Heterogeneous Compilers Ready for Takeoff

By Michael Feldman

December 9, 2008

The second wave of GPGPU software development tools is upon us. The first wave, exemplified by NVIDIA’s CUDA and AMD’s Brook+, allowed early adopters to get started with GPU computing via low-level, vendor-specific tools. Next generation tools from The Portland Group Inc. (PGI) and French-based CAPS Enterprise enable everyday C and Fortran programmers to tap into GPU acceleration within an integrated heterogeneous computing environment.

Over the past five years, the HPC community coalesced around the x86 architecture. That made the choice of targets easy for companies like PGI. Today 85 percent of the TOP500 is based on 64-bit x86 microprocessors, and the percentage is probably even higher in the sub-500 realm. While Intel and AMD are continuing to innovate with multicore architectures, they are constrained to clock frequencies of around 2.5-3.5 GHz.

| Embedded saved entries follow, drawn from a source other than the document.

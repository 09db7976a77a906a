use std::collections::HashMap;
use std::iter;

use derive_more::Display;
use snafu::{ResultExt, Snafu};
use tracing::{debug, info, warn};

use super::content::ContentHandle;
use super::media::MediaFilter;
use super::relative_path::{MalformedPathError, RelativePath};

/// Index of a node inside the [`Forest`] arena that created it.
#[derive(Debug, Display, Clone, Copy, PartialEq, Eq, Hash, PartialOrd, Ord)]
#[display("#{_0}")]
pub struct NodeId(usize);

/// A submitted file.
///
/// `full_path` is the normalized form of the submitted path: segments joined
/// with `/`, with empty and `.` segments dropped. It still starts with the
/// submission root.
#[derive(Debug, Clone)]
pub struct Entry {
    name: String,
    full_path: String,
    content: ContentHandle,
    matched: bool,
    parent: Option<NodeId>,
}

impl Entry {
    pub fn name(&self) -> &str {
        &self.name
    }

    pub fn full_path(&self) -> &str {
        &self.full_path
    }

    pub fn content(&self) -> &ContentHandle {
        &self.content
    }

    pub fn is_matched(&self) -> bool {
        self.matched
    }

    pub fn parent(&self) -> Option<NodeId> {
        self.parent
    }
}

/// A path segment that is not a file.
#[derive(Debug, Clone)]
pub struct DirectoryNode {
    name: String,
    full_path: String,
    children: Vec<NodeId>,
    expanded: bool,
    matched: bool,
    parent: Option<NodeId>,
}

impl DirectoryNode {
    pub fn name(&self) -> &str {
        &self.name
    }

    pub fn full_path(&self) -> &str {
        &self.full_path
    }

    /// Children in discovery order.
    pub fn children(&self) -> &[NodeId] {
        &self.children
    }

    pub fn is_expanded(&self) -> bool {
        self.expanded
    }

    pub fn is_matched(&self) -> bool {
        self.matched
    }

    pub fn parent(&self) -> Option<NodeId> {
        self.parent
    }
}

#[derive(Debug, Clone)]
pub enum Node {
    Directory(DirectoryNode),
    Entry(Entry),
}

impl Node {
    pub fn name(&self) -> &str {
        match self {
            Node::Directory(directory) => directory.name(),
            Node::Entry(entry) => entry.name(),
        }
    }

    pub fn full_path(&self) -> &str {
        match self {
            Node::Directory(directory) => directory.full_path(),
            Node::Entry(entry) => entry.full_path(),
        }
    }

    pub fn parent(&self) -> Option<NodeId> {
        match self {
            Node::Directory(directory) => directory.parent,
            Node::Entry(entry) => entry.parent,
        }
    }

    pub fn is_matched(&self) -> bool {
        match self {
            Node::Directory(directory) => directory.matched,
            Node::Entry(entry) => entry.matched,
        }
    }

    fn set_matched(&mut self, matched: bool) {
        match self {
            Node::Directory(directory) => directory.matched = matched,
            Node::Entry(entry) => entry.matched = matched,
        }
    }
}

/// One file as handed over by the input collaborator.
#[derive(Debug, Clone)]
pub struct SubmittedFile {
    pub relative_path: String,
    pub mime_type: String,
    pub content: ContentHandle,
}

impl SubmittedFile {
    pub fn new(
        relative_path: impl Into<String>,
        mime_type: impl Into<String>,
        content: ContentHandle,
    ) -> Self {
        Self {
            relative_path: relative_path.into(),
            mime_type: mime_type.into(),
            content,
        }
    }
}

/// Directory trees rebuilt from one side's flat submission.
///
/// Nodes live in an arena owned by the forest. `children` lists own the tree
/// shape; `parent` links are plain indices used for upward walks only.
///
/// Roots start at the second path segment: the first one is the submission root
/// (the folder the user picked), which is recorded but not part of the tree.
/// Files sitting directly in the submission root have no parent directory and
/// are only reachable through the flat entry list.
#[derive(Debug, Clone, Default)]
pub struct Forest {
    nodes: Vec<Node>,
    roots: Vec<NodeId>,
    entries: Vec<NodeId>,
    submission_root: Option<String>,
}

impl Forest {
    /// Builds a forest from `files`, skipping what `filter` rejects and any
    /// path that cannot be placed in the tree.
    pub fn build(files: impl IntoIterator<Item = SubmittedFile>, filter: &MediaFilter) -> Self {
        let mut builder = ForestBuilder::default();
        let mut filtered = 0usize;
        let mut skipped = 0usize;

        for file in files {
            if !filter.accepts(&file.mime_type) {
                debug!(
                    "Ignoring '{}' with unaccepted type '{}'",
                    file.relative_path, file.mime_type
                );
                filtered += 1;
                continue;
            }

            if let Err(error) = builder.insert(&file.relative_path, file.content) {
                warn!("Skipping submitted file: {}", error);
                skipped += 1;
            }
        }

        let forest = builder.forest;
        info!(
            "Built forest with {} files in {} root directories ({} filtered, {} skipped)",
            forest.entries.len(),
            forest.roots.len(),
            filtered,
            skipped
        );
        forest
    }

    pub fn node(&self, id: NodeId) -> &Node {
        &self.nodes[id.0]
    }

    pub fn entry(&self, id: NodeId) -> Option<&Entry> {
        match self.node(id) {
            Node::Entry(entry) => Some(entry),
            Node::Directory(_) => None,
        }
    }

    #[cfg(test)]
    pub fn directory(&self, id: NodeId) -> Option<&DirectoryNode> {
        match self.node(id) {
            Node::Directory(directory) => Some(directory),
            Node::Entry(_) => None,
        }
    }

    /// Top-level directories in discovery order.
    pub fn roots(&self) -> &[NodeId] {
        &self.roots
    }

    /// Every file in submission order, regardless of depth.
    pub fn entries(&self) -> impl Iterator<Item = (NodeId, &Entry)> {
        self.entries
            .iter()
            .filter_map(|&id| self.entry(id).map(|entry| (id, entry)))
    }

    /// Files without a parent directory, i.e. submitted directly inside the submission root.
    pub fn orphans(&self) -> impl Iterator<Item = (NodeId, &Entry)> {
        self.entries().filter(|(_, entry)| entry.parent.is_none())
    }

    pub fn len(&self) -> usize {
        self.entries.len()
    }

    pub fn is_empty(&self) -> bool {
        self.entries.is_empty()
    }

    pub fn submission_root(&self) -> Option<&str> {
        self.submission_root.as_deref()
    }

    /// Parent chain of `id`, nearest first.
    pub fn ancestors(&self, id: NodeId) -> impl Iterator<Item = NodeId> + '_ {
        iter::successors(self.node(id).parent(), |&parent| self.node(parent).parent())
    }

    /// Marks `id` and every directory above it as matched.
    pub fn mark_matched(&mut self, id: NodeId) {
        let chain: Vec<NodeId> = iter::once(id).chain(self.ancestors(id)).collect();
        for id in chain {
            self.nodes[id.0].set_matched(true);
        }
    }

    /// Resets all match annotations and collapses every directory.
    pub fn clear_matches(&mut self) {
        for node in &mut self.nodes {
            node.set_matched(false);
            if let Node::Directory(directory) = node {
                directory.expanded = false;
            }
        }
    }

    /// Expands exactly the directories that contain a match.
    pub fn expand_matched(&mut self) {
        for node in &mut self.nodes {
            if let Node::Directory(directory) = node {
                directory.expanded = directory.matched;
            }
        }
    }

    fn push(&mut self, node: Node) -> NodeId {
        let id = NodeId(self.nodes.len());
        let parent = node.parent();
        let is_directory = matches!(node, Node::Directory(_));
        self.nodes.push(node);

        match parent {
            Some(parent) => {
                if let Node::Directory(directory) = &mut self.nodes[parent.0] {
                    directory.children.push(id);
                }
            }
            None if is_directory => self.roots.push(id),
            None => {}
        }

        id
    }
}

/// Incremental flat-list-to-tree reduction backing [`Forest::build`].
#[derive(Default)]
struct ForestBuilder {
    forest: Forest,
    directories: HashMap<String, NodeId>,
    files: HashMap<String, NodeId>,
}

impl ForestBuilder {
    fn insert(&mut self, raw_path: &str, content: ContentHandle) -> Result<(), SkippedPathError> {
        let path = RelativePath::parse(raw_path).context(MalformedSnafu)?;

        let expected_root = self
            .forest
            .submission_root
            .get_or_insert_with(|| path.root().to_string());
        if expected_root.as_str() != path.root() {
            return ForeignRootSnafu {
                path: path.joined(),
                expected: expected_root.clone(),
            }
            .fail();
        }

        self.check_kinds(&path)?;

        let mut parent = None;
        for depth in 2..path.len() {
            let directory_path = path.prefix(depth);
            let id = match self.directories.get(&directory_path) {
                Some(&id) => id,
                None => {
                    let id = self.forest.push(Node::Directory(DirectoryNode {
                        name: path.segment(depth - 1).to_string(),
                        full_path: directory_path.clone(),
                        children: Vec::new(),
                        expanded: false,
                        matched: false,
                        parent,
                    }));
                    self.directories.insert(directory_path, id);
                    id
                }
            };
            parent = Some(id);
        }

        let full_path = path.joined();
        if let Some(&existing) = self.files.get(&full_path) {
            debug!("'{}' submitted again, keeping the later content", full_path);
            if let Node::Entry(entry) = &mut self.forest.nodes[existing.0] {
                entry.content = content;
            }
            return Ok(());
        }

        let id = self.forest.push(Node::Entry(Entry {
            name: path.file_name().to_string(),
            full_path: full_path.clone(),
            content,
            matched: false,
            parent,
        }));
        self.forest.entries.push(id);
        self.files.insert(full_path, id);

        Ok(())
    }

    /// A file cannot hold children and a directory cannot be overwritten by a file.
    fn check_kinds(&self, path: &RelativePath) -> Result<(), SkippedPathError> {
        for depth in 2..path.len() {
            let directory_path = path.prefix(depth);
            if self.files.contains_key(&directory_path) {
                return InsideFileSnafu {
                    path: path.joined(),
                    file: directory_path,
                }
                .fail();
            }
        }

        let full_path = path.joined();
        if self.directories.contains_key(&full_path) {
            return ShadowsDirectorySnafu { path: full_path }.fail();
        }

        Ok(())
    }
}

#[derive(Debug, Snafu)]
pub enum SkippedPathError {
    #[snafu(display("Malformed path"))]
    Malformed { source: MalformedPathError },
    #[snafu(display(
        "Path '{}' is outside the submission root '{}'",
        path,
        expected
    ))]
    ForeignRoot { path: String, expected: String },
    #[snafu(display("Cannot place '{}' inside file '{}'", path, file))]
    InsideFile { path: String, file: String },
    #[snafu(display("Cannot replace directory '{}' with a file", path))]
    ShadowsDirectory { path: String },
}
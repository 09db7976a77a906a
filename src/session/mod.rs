//! Per-run state tying the source and target submissions together.

mod session;

pub use session::{Session, Side};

Meanwhile, GPUs have become general-purpose vector processors with hundreds of simple cores and are scaling at a faster rate than CPUs. The fact that compiler vendors like PGI are now targeting GPUs says a lot about where the industry is headed with general-purpose acceleration, especially in the HPC space.

“As a compiler vendor, we asked ourselves: ‘What comes next?'” said Doug Miles, director of Advanced Compilers and Tools at PGI. “Our best guess is that accelerated computing is what comes next.”

PGI is betting that 64-bit x86 with “some type of accelerator” will be the new platform of choice for many HPC applications. Right now, the GPU is the accelerator du jour of supercomputing. The first accelerator target for PGI is CUDA-enabled NVIDIA GPUs. To implement it, PGI will leverage the CUDA toolchain and associated SDK, while the host side compilation will rely on PGI’s x86 technology.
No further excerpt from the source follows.